BMC Emergency MedicineBMC series – open, inclusive and trusted201616:23

https://doi.org/10.1186/s12873-016-0088-z

Received: 26 November 2015

Accepted: 30 June 2016

Published: 8 July 2016

Abstract

Background

Blunt carotid arterial injury (BCI) is a rare injury associated with motor vehicle collision (MVC). There are few population based analyses evaluating carotid injury associated with blunt trauma and their associated injuries as well as outcomes.

Methods

The Nationwide Inpatient Sample (NIS) 2003–2010 data was queried to identify patients after MVC who had documented BCI during their hospitalizations utilizing ICD-9-CM codes. Demographics, associated injuries, interventions performed, length of stay, and cost were evaluated.

Results

1,686,867 patients were estimated having sustained MVC; 1,168 BCI were estimated. No patients with BCI had open repair, 4.24 % had a carotid artery stent (CAS), and 95.76 % of patients had no operative intervention. Age groups associated with BCI were: 18–24 (27.8 %), 47–60 (22.3 %), 35–46 (20.6 %), 25–34 (19.1 %), >61 (10.2 %). Associated injuries included long bone fractures (28.5 %), stroke and intracranial hemorrhage (28.5 %), cranial injuries (25.6 %), thoracic injuries (23.6 %), cervical fractures (21.8 %), facial fractures (19.9 %), skull fractures (18.8 %), pelvic fractures (18.5 %), hepatic (13.3 %) and splenic (9.2 %) injuries. Complications included respiratory (44.2 %), bleeding (16.1 %), urinary tract infections (8.9 %), and sepsis (4.9 %). Overall mortality was 14.1 % without differences with regard to intervention (18.5 % vs. 13.9 %; P = 0.36). Stroke and intracranial hemorrhage was associated with a 2.7 times greater risk of mortality. Mean length of stay for patients with BCI undergoing stenting compared to no intervention were similar (13.1 days vs. 15.9 days) but had a greater mean cost ($83,030 vs. $63,200, p = 0.3).

Conclusion

BCI is a rare injury associated with MVC, most frequently reported in younger patients. Frequently associated injuries were long bone fractures, stroke and intracranial hemorrhage, thoracic injuries, and pelvic fractures which are likely associated with the force/mechanism of injury. The majority of patients were treated without intervention, but when CAS was utilized, it did not impact mortality and trended toward increased costs.

Background

Blunt carotid arterial injury (BCI) is a rare injury associated with motor vehicle collision (MVC). Biffl et al. recognized that blunt carotid arterial injuries were associated with closed head injuries, facial fractures, and thoracic injuries in patients admitted to their center [1]. Few population based analyses evaluating injuries associated with carotid artery dissection secondary to blunt trauma exist. It is estimated that it occurs in <1 % to 3 % of MVC and dissections are estimated to only account for 2 % of ischemic strokes in total [2]. However, in the younger patients aged less than 45 years, it accounts for disproportionate 20 % of all cause ischemic strokes [3].

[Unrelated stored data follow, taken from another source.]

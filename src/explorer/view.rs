use termwiz::cell::CellAttributes;
use termwiz::surface::Surface;
use unicode_width::UnicodeWidthChar;

use super::{Explorer, Focus, Mode, content, help_lines};
use crate::modal::{ModalController, ModalState};
use crate::render::{Layout, Rect, Renderer, bold, fg, with_bg};
use crate::rows::Row;
use crate::viewport;

const ACCENT: u8 = 62;
const MUTED: u8 = 240;
const ERROR: u8 = 160;
const ADDED: u8 = 71;
const HUNK: u8 = 69;
const STATUS_BAR_BG: u8 = 236;
const STATUS_BAR_FG: u8 = 250;
const UNFOCUSED_SELECTION: u8 = 238;

const MODAL_WIDTH: usize = 56;

pub(super) fn draw(explorer: &Explorer, surface: &mut Surface) {
    let layout = explorer.layout();
    let mut renderer = Renderer::new(surface);

    draw_files(explorer, &layout, &mut renderer);
    draw_content(explorer, &layout, &mut renderer);
    draw_status_bar(explorer, &layout, &mut renderer);

    if explorer.modal.is_open() {
        draw_modal(&explorer.modal, &layout, &mut renderer);
    }
}

/// Draw the pane frame and title; returns the body area.
fn pane(renderer: &mut Renderer<'_>, area: Rect, title: &str, focused: bool) -> Rect {
    let color = if focused { ACCENT } else { MUTED };
    renderer.draw_border(area, &fg(color));

    let inner = area.inset(2, 2);
    let title_attrs = if focused {
        bold(fg(ACCENT))
    } else {
        bold(CellAttributes::default())
    };
    renderer.styled(inner.x, inner.y, inner.width, title, &title_attrs);

    Rect {
        y: inner.y + 2,
        height: inner.height.saturating_sub(2),
        ..inner
    }
}

fn draw_files(explorer: &Explorer, layout: &Layout, renderer: &mut Renderer<'_>) {
    let focused = explorer.focus == Focus::Files;
    let body = pane(renderer, layout.files, "Files", focused);

    if explorer.rows.is_empty() {
        let message = match explorer.mode {
            Mode::Explorer => "No files found.",
            Mode::Diff => "No changes detected.",
        };
        renderer.styled(body.x, body.y, body.width, message, &CellAttributes::default());
        return;
    }

    let visible = viewport::slice(&explorer.rows, explorer.file_offset, body.height);
    for (line, row) in visible.iter().enumerate() {
        let index = explorer.file_offset + line;
        let y = body.y + line;
        let selected = index == explorer.selected;

        let indent = row.depth * 2;
        let mut x = body.x + indent;
        let mut width = body.width.saturating_sub(indent);

        let (marker, marker_attrs) = row_marker(row);
        let used = renderer.styled(x, y, width, &marker, &marker_attrs);
        x += used;
        width = width.saturating_sub(used);

        let mut attrs = if row.ignored {
            fg(MUTED)
        } else {
            CellAttributes::default()
        };
        if selected {
            let bg = if focused { ACCENT } else { UNFOCUSED_SELECTION };
            attrs = with_bg(attrs, bg);
        }
        let name = if row.is_dir {
            format!("{}/", row.name())
        } else {
            row.name().to_string()
        };
        renderer.styled(x, y, width, &name, &attrs);
    }
}

fn row_marker(row: &Row) -> (String, CellAttributes) {
    if row.is_dir {
        let marker = if row.collapsed { "▸ " } else { "▾ " };
        return (marker.to_string(), fg(MUTED));
    }

    let status = row
        .entry
        .as_ref()
        .map(|entry| entry.status.as_str())
        .unwrap_or("");
    let attrs = status_color(status).map_or_else(CellAttributes::default, fg);
    (format!("{status:<2} "), attrs)
}

fn status_color(status: &str) -> Option<u8> {
    let status = status.trim();
    if status.is_empty() {
        return None;
    }
    let color = if status.starts_with("??") {
        178
    } else if status.starts_with("!!") {
        MUTED
    } else if status.contains('D') {
        ERROR
    } else if status.contains('A') {
        ADDED
    } else if status.contains('M') {
        214
    } else if status.contains('R') {
        HUNK
    } else {
        111
    };
    Some(color)
}

fn draw_content(explorer: &Explorer, layout: &Layout, renderer: &mut Renderer<'_>) {
    let focused = explorer.focus == Focus::Content;
    let title = match explorer.mode {
        Mode::Explorer => "File",
        Mode::Diff => "Diff",
    };
    let body = pane(renderer, layout.content, title, focused);

    if let Some(error) = &explorer.last_error {
        let lines = content::wrap(&[format!("Error: {}", error.message)], body.width);
        for (line, text) in lines.iter().take(body.height).enumerate() {
            renderer.styled(body.x, body.y + line, body.width, text, &fg(ERROR));
        }
        return;
    }

    if explorer.content_lines.is_empty() {
        let has_file = explorer
            .selected_row()
            .is_some_and(|row| row.entry.is_some());
        let message = match (explorer.mode, has_file) {
            (Mode::Explorer, true) => "No file content to display.",
            (Mode::Diff, true) => "No diff for selected file.",
            (Mode::Explorer, false) => "Select a file to view its contents.",
            (Mode::Diff, false) => "Select a file to view its diff.",
        };
        renderer.styled(body.x, body.y, body.width, message, &CellAttributes::default());
        return;
    }

    let visible = viewport::slice(&explorer.content_lines, explorer.content_offset, body.height);
    for (line, text) in visible.iter().enumerate() {
        let attrs = match explorer.mode {
            Mode::Diff => diff_line_attrs(text),
            Mode::Explorer => CellAttributes::default(),
        };
        renderer.styled(body.x, body.y + line, body.width, text, &attrs);
    }
}

fn diff_line_attrs(line: &str) -> CellAttributes {
    if line.starts_with("+++ ") || line.starts_with("--- ") || line.starts_with("@@") {
        fg(HUNK)
    } else if line.starts_with('+') {
        fg(ADDED)
    } else if line.starts_with('-') {
        fg(ERROR)
    } else {
        CellAttributes::default()
    }
}

fn draw_status_bar(explorer: &Explorer, layout: &Layout, renderer: &mut Renderer<'_>) {
    let attrs = with_bg(fg(STATUS_BAR_FG), STATUS_BAR_BG);
    renderer.fill(layout.status, &attrs);

    let summary = if explorer.summary.is_empty() {
        "git: -"
    } else {
        explorer.summary.as_str()
    };
    let mut text = format!(
        "Mode: {}  |  {}  |  h for help",
        explorer.mode.label(),
        summary
    );
    if explorer.show_ignored {
        text.push_str("  |  ignored shown");
    }

    let inner = layout.status.inset(1, 0);
    renderer.styled(inner.x, inner.y, inner.width, &text, &attrs);
}

fn draw_modal(modal: &ModalController, layout: &Layout, renderer: &mut Renderer<'_>) {
    let screen = Rect::new(
        0,
        0,
        layout.status.width,
        layout.files.height + layout.status.height,
    );
    let width = MODAL_WIDTH.min(screen.width);
    let text_width = width.saturating_sub(6);

    let (title, mut body) = match modal.state() {
        ModalState::Commit => (
            "Commit",
            vec![
                "Enter a commit message:".to_string(),
                String::new(),
                String::new(),
                "Enter to commit, Esc to cancel.".to_string(),
            ],
        ),
        ModalState::Push => (
            "Push",
            vec![
                "Commit created. Push now?".to_string(),
                String::new(),
                "Enter to push, Esc to cancel.".to_string(),
            ],
        ),
        ModalState::Help => ("Help", help_lines()),
        ModalState::None => return,
    };
    if modal.is_pending() {
        body.push("Working...".to_string());
    }
    let mut error_line = None;
    if let Some(error) = modal.error() {
        body.push(String::new());
        error_line = Some(body.len());
        body.push(error.to_string());
    }

    // Border and padding on each side, plus the title and a spacer.
    let height = body.len() + 6;
    let area = screen.centered(width, height);
    renderer.fill(area, &CellAttributes::default());
    renderer.draw_border(area, &fg(ACCENT));

    let inner = area.inset(3, 2);
    renderer.styled(inner.x, inner.y, inner.width, title, &bold(fg(ACCENT)));

    let top = inner.y + 2;
    for (line, text) in body.iter().enumerate() {
        let attrs = if Some(line) == error_line {
            fg(ERROR)
        } else {
            CellAttributes::default()
        };
        renderer.styled(inner.x, top + line, text_width, text, &attrs);
    }

    if modal.state() == ModalState::Commit {
        draw_input(modal, renderer, inner.x, top + 1, text_width);
    }
}

fn draw_input(
    modal: &ModalController,
    renderer: &mut Renderer<'_>,
    x: usize,
    y: usize,
    width: usize,
) {
    let view = modal.input_view(width);
    let attrs = if view.is_placeholder {
        fg(MUTED)
    } else {
        CellAttributes::default()
    };
    renderer.styled(x, y, width, &view.text, &attrs);

    let cursor = char_at_column(&view.text, view.cursor_column).unwrap_or(' ');
    let mut cursor_attrs = attrs;
    cursor_attrs.set_reverse(true);
    let mut buf = [0; 4];
    renderer.styled(
        x + view.cursor_column,
        y,
        1,
        cursor.encode_utf8(&mut buf),
        &cursor_attrs,
    );
}

fn char_at_column(text: &str, column: usize) -> Option<char> {
    let mut used = 0;
    for ch in text.chars() {
        if used == column {
            return Some(ch);
        }
        used += ch.width().unwrap_or(0);
        if used > column {
            return None;
        }
    }
    None
}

The objective of this population level analysis was to describe the reported frequency of BCI, delineate associated injuries, evaluate the interventions performed, and assess the outcomes of all patients across the country with documented blunt carotid arterial injury after MVC by querying the Nationwide Inpatient Sample (NIS) 2003–2010 data.

Methods

A secondary analysis of the Nationwide Inpatient Sample (2003–2010) was performed. To identify external cause of injury we used the following ICD-9-CM (International Classification of Diseases, Ninth Revision, Clinical Modification) [4] E- codes: motor vehicle crash – driver E811-E816(.0); motor vehicle crash – passenger E811-E816(.1); motorcycle – driver E811-E816(.2); motorcycle – passenger E811-E816(.3); and pedestrian E811-E816(.7). Patients with dissection of the carotid artery were identified with the ICD-9-CM diagnosis code443.21.

With the appropriate ICD-9-CM diagnosis codes (Attachment 1) we also identified the most common injuries seen in blunt trauma patients including: cranial, vertebral column with spinal cord injury, intrathoracic organs (lungs, bronchi and esophagus), small bowel, colon, spleen, kidney and pelvic organs (ureter, bladder and urethra), liver, long bone fractures, pelvic fractures, fractures of the base of the skull, fractures of facial bones, fractures of the cervical vertebrae without spinal cord injury and clavicle fracture.

All patients with BCI were classified into three treatment groups: open surgery (ICD-CM procedure codes 38.02, 38.l2, 38.32, 38.42, 38.62, 38.82), carotid stenting (00.63), or non-operative treatment (all the other). These patients were then analyzed for hospital complications (Attachment 2), hospital mortality, length of stay (LOS), and total hospital cost. Secondary analysis was performed on patients diagnosed with BCI and ICD-9 CM diagnosis codes were then used to classify associated injury types (Tables 1 and 2). The study was approved by the Institutional Review Board at both institutions. Informed patient consent was not needed as the Nationwide Inpatient Sample database is de-identified. As well, none of the authors have any competing interests.
Table 1

ICD-9-CM diagnosis codes for most common injuries

Multiple rib fractures

807.09, 807.19, 807.4

Small bowel

863.20, 863.21, 863.29

Colon

863.40-863.46, 863.49

Liver

864.00-864.05, 864.09, 864.10-864.15, 864.19

Intrathoracic organs (lungs, bronchi, esophagus)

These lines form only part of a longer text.